Top of GIVEN INFORMATION

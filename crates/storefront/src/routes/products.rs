//! Product route handlers.
//!
//! Thin JSON views over the cached backend product queries. Credentials are
//! forwarded when the request has them but are never required.

use axum::{
    Json,
    extract::{Path, Query, State},
};
use rust_decimal::Decimal;
use serde::Serialize;
use tracing::instrument;

use marketstall_core::{CategoryId, ProductId};

use crate::api::{Page, Product, ProductQuery};
use crate::error::Result;
use crate::middleware::OptionalAuth;
use crate::state::AppState;

/// A product with its effective unit price.
#[derive(Debug, Serialize)]
pub struct ProductView {
    #[serde(flatten)]
    pub product: Product,
    pub unit_price: Decimal,
    pub display_price: String,
    pub in_stock: bool,
    pub tag_list: Vec<String>,
}

impl From<Product> for ProductView {
    fn from(product: Product) -> Self {
        let price = product.unit_price();
        Self {
            unit_price: price.amount,
            display_price: price.to_string(),
            in_stock: product.in_stock(),
            tag_list: product.tag_list().map(str::to_owned).collect(),
            product,
        }
    }
}

fn into_views(page: Page<Product>) -> Page<ProductView> {
    Page {
        items: page.items.into_iter().map(ProductView::from).collect(),
        total: page.total,
        page: page.page,
        page_size: page.page_size,
        total_pages: page.total_pages,
        has_next: page.has_next,
        has_previous: page.has_previous,
    }
}

/// Product listing.
#[instrument(skip(state, auth))]
pub async fn index(
    State(state): State<AppState>,
    OptionalAuth(auth): OptionalAuth,
    Query(query): Query<ProductQuery>,
) -> Result<Json<Page<ProductView>>> {
    let page = state.api().list_products(auth.as_ref(), &query).await?;
    Ok(Json(into_views(page)))
}

/// Product detail.
#[instrument(skip(state, auth))]
pub async fn show(
    State(state): State<AppState>,
    OptionalAuth(auth): OptionalAuth,
    Path(id): Path<ProductId>,
) -> Result<Json<ProductView>> {
    let product = state.api().get_product(auth.as_ref(), id).await?;
    Ok(Json(product.into()))
}

/// All products in a category.
#[instrument(skip(state, auth))]
pub async fn by_category(
    State(state): State<AppState>,
    OptionalAuth(auth): OptionalAuth,
    Path(category_id): Path<CategoryId>,
) -> Result<Json<Page<ProductView>>> {
    let page = state
        .api()
        .get_products_by_category(auth.as_ref(), category_id)
        .await?;
    Ok(Json(into_views(page)))
}
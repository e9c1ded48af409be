//! Authentication middleware and extractors.
//!
//! Credentials are resolved in order from the session token, the backend's
//! `access_token` cookie, and an `Authorization: Bearer` header.

use axum::{
    Json,
    extract::FromRequestParts,
    http::{StatusCode, header, request::Parts},
    response::{IntoResponse, Redirect, Response},
};
use serde_json::json;
use tower_sessions::Session;

use crate::api::endpoints::ACCESS_TOKEN_COOKIE;
use crate::api::{AccessToken, Authorization, User};
use crate::error::set_sentry_user;
use crate::gate::{GateDecision, SessionGate};
use crate::models::{StoredToken, session_keys};
use crate::state::AppState;

/// Path of the login boundary.
pub const LOGIN_PATH: &str = "/login";

/// Extractor that requires a session the backend accepts.
///
/// If the user is not logged in, returns a redirect to the login page.
///
/// # Example
///
/// ```rust,ignore
/// async fn protected_handler(
///     RequireSession { user, .. }: RequireSession,
/// ) -> impl IntoResponse {
///     format!("Hello, {}!", user.username)
/// }
/// ```
pub struct RequireSession {
    pub user: User,
    pub auth: Authorization,
}

/// Error returned when a session is required but not usable.
#[derive(Debug)]
pub enum SessionRejection {
    /// Redirect to login page (for page requests).
    RedirectToLogin,
    /// Unauthorized response (for API requests).
    Unauthorized,
    /// The backend could not check the session.
    Unavailable,
}

impl IntoResponse for SessionRejection {
    fn into_response(self) -> Response {
        match self {
            Self::RedirectToLogin => Redirect::to(LOGIN_PATH).into_response(),
            Self::Unauthorized => StatusCode::UNAUTHORIZED.into_response(),
            Self::Unavailable => (
                StatusCode::SERVICE_UNAVAILABLE,
                Json(json!({ "error": "The store is unreachable right now" })),
            )
                .into_response(),
        }
    }
}

impl FromRequestParts<AppState> for RequireSession {
    type Rejection = SessionRejection;

    async fn from_request_parts(
        parts: &mut Parts,
        state: &AppState,
    ) -> Result<Self, Self::Rejection> {
        let session = parts.extensions.get::<Session>().cloned();
        let auth = resolve_authorization(parts, session.as_ref()).await;

        match (SessionGate::check(state.api(), auth.as_ref()).await, auth) {
            (GateDecision::Allow(user), Some(auth)) => {
                let email = (!user.email.is_empty()).then_some(user.email.as_str());
                set_sentry_user(&user.username, email);
                Ok(Self { user, auth })
            }
            (GateDecision::Unavailable(_), _) => Err(SessionRejection::Unavailable),
            _ => {
                // A token the backend rejects is useless; drop it.
                if let Some(session) = &session
                    && let Err(e) = session.remove::<StoredToken>(session_keys::TOKEN).await
                {
                    tracing::warn!(error = %e, "Failed to clear rejected session token");
                }

                if parts.uri.path().starts_with("/api/") {
                    Err(SessionRejection::Unauthorized)
                } else {
                    Err(SessionRejection::RedirectToLogin)
                }
            }
        }
    }
}

/// Extractor for whatever credentials the request carries, unchecked.
///
/// Never rejects and never calls the backend.
pub struct OptionalAuth(pub Option<Authorization>);

impl<S> FromRequestParts<S> for OptionalAuth
where
    S: Send + Sync,
{
    type Rejection = std::convert::Infallible;

    async fn from_request_parts(parts: &mut Parts, _state: &S) -> Result<Self, Self::Rejection> {
        let session = parts.extensions.get::<Session>().cloned();
        Ok(Self(resolve_authorization(parts, session.as_ref()).await))
    }
}

/// Find the request's credentials.
pub async fn resolve_authorization(parts: &Parts, session: Option<&Session>) -> Option<Authorization> {
    if let Some(session) = session
        && let Ok(Some(stored)) = session.get::<StoredToken>(session_keys::TOKEN).await
    {
        return Some(stored.authorization());
    }

    if let Some(token) = cookie_value(parts, ACCESS_TOKEN_COOKIE) {
        return Some(AccessToken::new(token).cookie());
    }

    parts
        .headers
        .get(header::AUTHORIZATION)
        .and_then(|v| v.to_str().ok())
        .and_then(|v| v.strip_prefix("Bearer "))
        .map(str::trim)
        .filter(|token| !token.is_empty())
        .map(|token| AccessToken::new(token).bearer())
}

/// Value of cookie `name` from the request's `Cookie` headers.
fn cookie_value(parts: &Parts, name: &str) -> Option<String> {
    parts
        .headers
        .get_all(header::COOKIE)
        .iter()
        .filter_map(|v| v.to_str().ok())
        .flat_map(|v| v.split(';'))
        .filter_map(|pair| pair.trim().split_once('='))
        .find(|(key, value)| *key == name && !value.is_empty())
        .map(|(_, value)| value.to_string())
}

/// Helper to store the backend token in the session (login).
///
/// # Errors
///
/// Returns an error if the session cannot be modified.
pub async fn set_session_token(
    session: &Session,
    token: &AccessToken,
) -> Result<(), tower_sessions::session::Error> {
    session.cycle_id().await?;
    session
        .insert(session_keys::TOKEN, StoredToken::new(token))
        .await
}

/// Helper to clear all auth and cart state from the session (logout).
///
/// # Errors
///
/// Returns an error if the session cannot be modified.
pub async fn clear_session(session: &Session) -> Result<(), tower_sessions::session::Error> {
    session.flush().await
}

#[cfg(test)]
#[allow(clippy::unwrap_used)]
mod tests {
    use axum::http::Request;

    use super::*;

    fn parts(headers: &[(&str, &str)]) -> Parts {
        let mut builder = Request::builder().uri("/cart");
        for (name, value) in headers {
            builder = builder.header(*name, *value);
        }
        builder.body(()).unwrap().into_parts().0
    }

    #[tokio::test]
    async fn test_no_credentials() {
        assert!(resolve_authorization(&parts(&[]), None).await.is_none());
    }

    #[tokio::test]
    async fn test_cookie_credentials() {
        let parts = parts(&[("cookie", "theme=dark; access_token=tok-c; other=1")]);
        let auth = resolve_authorization(&parts, None).await.unwrap();
        assert!(matches!(auth, Authorization::Cookie(_)));
        assert_eq!(auth.token(), "tok-c");
    }

    #[tokio::test]
    async fn test_bearer_credentials() {
        let parts = parts(&[("authorization", "Bearer tok-b")]);
        let auth = resolve_authorization(&parts, None).await.unwrap();
        assert!(matches!(auth, Authorization::Bearer(_)));
        assert_eq!(auth.token(), "tok-b");
    }

    #[tokio::test]
    async fn test_cookie_preferred_over_header() {
        let parts = parts(&[
            ("cookie", "access_token=tok-c"),
            ("authorization", "Bearer tok-b"),
        ]);
        let auth = resolve_authorization(&parts, None).await.unwrap();
        assert_eq!(auth.token(), "tok-c");
    }

    #[test]
    fn test_empty_cookie_is_ignored() {
        let parts = parts(&[("cookie", "access_token=")]);
        assert!(cookie_value(&parts, ACCESS_TOKEN_COOKIE).is_none());
    }

    #[test]
    fn test_rejection_responses() {
        let redirect = SessionRejection::RedirectToLogin.into_response();
        assert_eq!(redirect.status(), StatusCode::SEE_OTHER);
        assert_eq!(redirect.headers()[header::LOCATION], LOGIN_PATH);

        assert_eq!(
            SessionRejection::Unauthorized.into_response().status(),
            StatusCode::UNAUTHORIZED
        );
        assert_eq!(
            SessionRejection::Unavailable.into_response().status(),
            StatusCode::SERVICE_UNAVAILABLE
        );
    }
}
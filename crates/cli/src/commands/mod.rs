//! Command implementations.
//!
//! Each command gets a [`Context`] holding the backend client and the loaded
//! state; commands that change the state save it before returning.

pub mod auth;
pub mod cart;
pub mod products;

use std::io::{self, Write};

use serde::Serialize;

use marketstall_storefront::api::{ApiClient, Authorization};
use marketstall_storefront::cart::CartInitializer;
use marketstall_storefront::config::ApiConfig;

use crate::error::CliError;
use crate::state::{CliState, StateFile};

/// Reminder horizon for carts created from the CLI.
const CART_REMINDER_DAYS: u32 = 7;

/// What every command runs against.
pub struct Context {
    pub api_config: ApiConfig,
    pub api: ApiClient,
    pub initializer: CartInitializer,
    pub state_file: StateFile,
    pub state: CliState,
}

impl Context {
    /// Build the client and load the state file.
    ///
    /// # Errors
    ///
    /// Returns an error if the client cannot be built or the state file
    /// cannot be read.
    pub fn new(api_config: ApiConfig, state_file: StateFile) -> Result<Self, CliError> {
        let api = ApiClient::new(&api_config)?;
        let state = state_file.load()?;
        tracing::debug!(
            path = %state_file.path().display(),
            logged_in = state.token.is_some(),
            "State loaded"
        );
        Ok(Self {
            api_config,
            api,
            initializer: CartInitializer::new(CART_REMINDER_DAYS),
            state_file,
            state,
        })
    }

    /// Stored credentials, or [`CliError::NotLoggedIn`].
    ///
    /// # Errors
    ///
    /// Returns an error if no fresh token is stored.
    pub fn require_auth(&self) -> Result<Authorization, CliError> {
        self.state.authorization().ok_or(CliError::NotLoggedIn)
    }

    /// Persist the current state.
    ///
    /// # Errors
    ///
    /// Returns an error if the state file cannot be written.
    pub fn save(&self) -> Result<(), CliError> {
        self.state_file.save(&self.state)
    }
}

/// Write `value` to stdout as pretty JSON.
pub fn print_json<T: Serialize>(value: &T) -> Result<(), CliError> {
    let mut out = io::stdout().lock();
    serde_json::to_writer_pretty(&mut out, value)?;
    writeln!(out)?;
    Ok(())
}

/// Write a line of text to stdout.
pub fn print_line(line: &str) -> Result<(), CliError> {
    writeln!(io::stdout().lock(), "{line}")?;
    Ok(())
}
//! Authentication against the backend: login, current user, logout.

use core::fmt;
use std::hash::{DefaultHasher, Hash, Hasher};
use std::sync::Arc;

use reqwest::RequestBuilder;
use reqwest::header::{COOKIE, SET_COOKIE};
use secrecy::{ExposeSecret, SecretString};
use tracing::instrument;

use marketstall_core::Credentials;

use crate::config::ApiConfig;

use super::endpoints::{ACCESS_TOKEN_COOKIE, LOGIN, LOGOUT, ME};
use super::types::{TokenResponse, User};
use super::{ApiClient, ApiError, CacheTag};

// =============================================================================
// Tokens and credentials on the wire
// =============================================================================

/// An access token issued by the backend.
#[derive(Clone)]
pub struct AccessToken(SecretString);

impl AccessToken {
    /// Wrap a raw token.
    #[must_use]
    pub fn new(token: impl Into<String>) -> Self {
        Self(SecretString::from(token.into()))
    }

    /// Expose the raw token.
    #[must_use]
    pub fn expose(&self) -> &str {
        self.0.expose_secret()
    }

    /// Authenticate with this token as a bearer header.
    #[must_use]
    pub fn bearer(&self) -> Authorization {
        Authorization::Bearer(self.0.clone())
    }

    /// Authenticate with this token as the backend's session cookie.
    #[must_use]
    pub fn cookie(&self) -> Authorization {
        Authorization::Cookie(self.0.clone())
    }
}

impl fmt::Debug for AccessToken {
    fn fmt(&self, f: &mut fmt::Formatter<'_>) -> fmt::Result {
        f.write_str("AccessToken([REDACTED])")
    }
}

/// How a request proves who it acts for.
#[derive(Clone)]
pub enum Authorization {
    /// `Authorization: Bearer <token>`.
    Bearer(SecretString),
    /// `Cookie: access_token=<token>`.
    Cookie(SecretString),
}

impl Authorization {
    /// The raw token, whichever way it is sent.
    #[must_use]
    pub fn token(&self) -> &str {
        match self {
            Self::Bearer(token) | Self::Cookie(token) => token.expose_secret(),
        }
    }

    /// The principal this authorization acts for.
    ///
    /// Two authorizations carrying the same token map to the same principal
    /// regardless of transport. Used to key per-user caches and locks.
    #[must_use]
    pub fn principal(&self) -> Principal {
        Principal(Arc::from(self.token()))
    }

    /// Attach the credentials to a request.
    #[must_use]
    pub fn apply(&self, request: RequestBuilder) -> RequestBuilder {
        match self {
            Self::Bearer(token) => request.bearer_auth(token.expose_secret()),
            Self::Cookie(token) => request.header(
                COOKIE,
                format!("{ACCESS_TOKEN_COOKIE}={}", token.expose_secret()),
            ),
        }
    }
}

impl fmt::Debug for Authorization {
    fn fmt(&self, f: &mut fmt::Formatter<'_>) -> fmt::Result {
        match self {
            Self::Bearer(_) => f.write_str("Bearer([REDACTED])"),
            Self::Cookie(_) => f.write_str("Cookie([REDACTED])"),
        }
    }
}

/// Key for per-user state, compared on the full token.
///
/// `Debug` and `Display` show a short fingerprint, never the token.
#[derive(Clone, PartialEq, Eq, Hash)]
pub struct Principal(Arc<str>);

impl Principal {
    fn fingerprint(&self) -> u64 {
        let mut hasher = DefaultHasher::new();
        self.0.hash(&mut hasher);
        hasher.finish()
    }
}

impl fmt::Display for Principal {
    fn fmt(&self, f: &mut fmt::Formatter<'_>) -> fmt::Result {
        write!(f, "{:016x}", self.fingerprint())
    }
}

impl fmt::Debug for Principal {
    fn fmt(&self, f: &mut fmt::Formatter<'_>) -> fmt::Result {
        write!(f, "Principal({self})")
    }
}

/// The OAuth2 password-grant form the backend's login endpoint expects.
#[derive(Debug, Clone)]
pub struct LoginForm {
    pub credentials: Credentials,
    pub scope: String,
    pub client_id: Option<String>,
    pub client_secret: Option<SecretString>,
}

impl LoginForm {
    /// A password-grant form without scope or client credentials.
    #[must_use]
    pub const fn password(credentials: Credentials) -> Self {
        Self {
            credentials,
            scope: String::new(),
            client_id: None,
            client_secret: None,
        }
    }

    /// Validate raw input into a form.
    ///
    /// # Errors
    ///
    /// Returns [`ApiError::ValidationFailed`] if the username is empty or the
    /// password is shorter than six characters.
    pub fn parse(username: &str, password: &str) -> Result<Self, ApiError> {
        Credentials::parse(username, password)
            .map(Self::password)
            .map_err(|e| ApiError::ValidationFailed(e.to_string()))
    }

    /// Attach the OAuth2 client credentials from `config`, if configured.
    #[must_use]
    pub fn with_client(mut self, config: &ApiConfig) -> Self {
        self.client_id.clone_from(&config.client_id);
        self.client_secret.clone_from(&config.client_secret);
        self
    }

    /// Form fields in submission order.
    fn fields(&self) -> Vec<(&'static str, &str)> {
        let mut fields = vec![
            ("grant_type", "password"),
            ("username", self.credentials.username.as_str()),
            ("password", self.credentials.password.expose()),
            ("scope", self.scope.as_str()),
        ];
        if let Some(client_id) = &self.client_id {
            fields.push(("client_id", client_id.as_str()));
        }
        if let Some(client_secret) = &self.client_secret {
            fields.push(("client_secret", client_secret.expose_secret()));
        }
        fields
    }
}

/// Result of a successful login.
#[derive(Debug, Clone)]
pub struct LoginOutcome {
    pub token: AccessToken,
    pub token_type: String,
    /// Whether the backend also set its `access_token` cookie.
    pub cookie_set: bool,
}

// =============================================================================
// Auth Methods
// =============================================================================

impl ApiClient {
    /// Log in with a password grant.
    ///
    /// With `set_cookie`, the backend is asked to also set its session
    /// cookie on the response.
    ///
    /// # Errors
    ///
    /// Returns [`ApiError::AuthRequired`] or [`ApiError::ValidationFailed`]
    /// for rejected credentials, or an error if the request fails.
    #[instrument(skip(self, form), fields(username = %form.credentials.username))]
    pub async fn login(&self, form: &LoginForm, set_cookie: bool) -> Result<LoginOutcome, ApiError> {
        let mut url = self.endpoint(LOGIN)?;
        if set_cookie {
            url.query_pairs_mut().append_pair("set_cookie", "true");
        }

        let response = self
            .send(self.http().post(url).form(&form.fields()))
            .await?;

        let cookie_set = response.headers().get_all(SET_COOKIE).iter().any(|value| {
            value
                .to_str()
                .is_ok_and(|v| v.starts_with(&format!("{ACCESS_TOKEN_COOKIE}=")))
        });

        let body: TokenResponse = Self::read_json(response).await?;

        tracing::info!(cookie_set, "Logged in");

        Ok(LoginOutcome {
            token: AccessToken::new(body.access_token),
            token_type: body.token_type,
            cookie_set,
        })
    }

    /// Fetch the authenticated user.
    ///
    /// # Errors
    ///
    /// Returns [`ApiError::AuthRequired`] if the token is missing, expired or
    /// revoked, or an error if the request fails.
    #[instrument(skip(self, auth))]
    pub async fn me(&self, auth: &Authorization) -> Result<User, ApiError> {
        let url = self.endpoint(ME)?;
        self.send_json(auth.apply(self.http().get(url))).await
    }

    /// End the backend session.
    ///
    /// # Errors
    ///
    /// Returns an error if the request fails.
    #[instrument(skip(self, auth))]
    pub async fn logout(&self, auth: &Authorization) -> Result<(), ApiError> {
        let url = self.endpoint(LOGOUT)?;
        let result = self.send(auth.apply(self.http().get(url))).await;

        self.invalidate(CacheTag::Cart);

        result.map(|_| ())
    }
}

#[cfg(test)]
#[allow(clippy::unwrap_used)]
mod tests {
    use super::*;

    fn build(auth: &Authorization) -> reqwest::Request {
        auth.apply(reqwest::Client::new().get("http://backend.local/api/v1/users/me"))
            .build()
            .unwrap()
    }

    #[test]
    fn test_bearer_header() {
        let request = build(&AccessToken::new("tok-1").bearer());
        assert_eq!(
            request.headers().get("authorization").unwrap(),
            "Bearer tok-1"
        );
        assert!(request.headers().get("cookie").is_none());
    }

    #[test]
    fn test_cookie_header() {
        let request = build(&AccessToken::new("tok-1").cookie());
        assert_eq!(
            request.headers().get("cookie").unwrap(),
            "access_token=tok-1"
        );
        assert!(request.headers().get("authorization").is_none());
    }

    #[test]
    fn test_principal_ignores_transport() {
        let token = AccessToken::new("tok-1");
        assert_eq!(token.bearer().principal(), token.cookie().principal());
        assert_ne!(
            token.bearer().principal(),
            AccessToken::new("tok-2").bearer().principal()
        );
    }

    #[test]
    fn test_debug_redacts_tokens() {
        let token = AccessToken::new("super-secret");
        assert!(!format!("{token:?}").contains("super-secret"));
        assert!(!format!("{:?}", token.bearer()).contains("super-secret"));
        assert!(!format!("{:?}", token.bearer().principal()).contains("super-secret"));
    }

    #[test]
    fn test_principal_compares_whole_token() {
        let shared_prefix = AccessToken::new("tok-1a").bearer().principal();
        assert_ne!(shared_prefix, AccessToken::new("tok-1").bearer().principal());
        assert_eq!(shared_prefix, AccessToken::new("tok-1a").cookie().principal());
    }

    #[test]
    fn test_login_form_fields() {
        let mut form = LoginForm::parse("shopper", "hunter22").unwrap();
        assert_eq!(
            form.fields(),
            vec![
                ("grant_type", "password"),
                ("username", "shopper"),
                ("password", "hunter22"),
                ("scope", ""),
            ]
        );

        form = form.with_client(&ApiConfig {
            client_id: Some("web".to_string()),
            client_secret: Some(SecretString::from("s3cret")),
            ..ApiConfig::default()
        });
        let fields = form.fields();
        assert!(fields.contains(&("client_id", "web")));
        assert!(fields.contains(&("client_secret", "s3cret")));
    }

    #[test]
    fn test_login_form_validation() {
        assert!(matches!(
            LoginForm::parse("", "hunter22"),
            Err(ApiError::ValidationFailed(msg)) if msg == "Username is required."
        ));
        assert!(matches!(
            LoginForm::parse("shopper", "short"),
            Err(ApiError::ValidationFailed(msg)) if msg.contains("at least 6")
        ));
    }
}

Bottom of GIVEN INFORMATION

#### THE PROBLEM:
Here the output must be the lines above from the line with "cookie, and an" to the line with "use crate::api::endpoints::ACCESS_TOKEN_COOKIE;", both included, duplicated word for word and nothing else.

#### ANSWER BOX:
//! `access_token` cookie, and an `Authorization: Bearer` header.

use axum::{
    Json,
    extract::FromRequestParts,
    http::{StatusCode, header, request::Parts},
    response::{IntoResponse, Redirect, Response},
};
use serde_json::json;
use tower_sessions::Session;

use crate::api::endpoints::ACCESS_TOKEN_COOKIE;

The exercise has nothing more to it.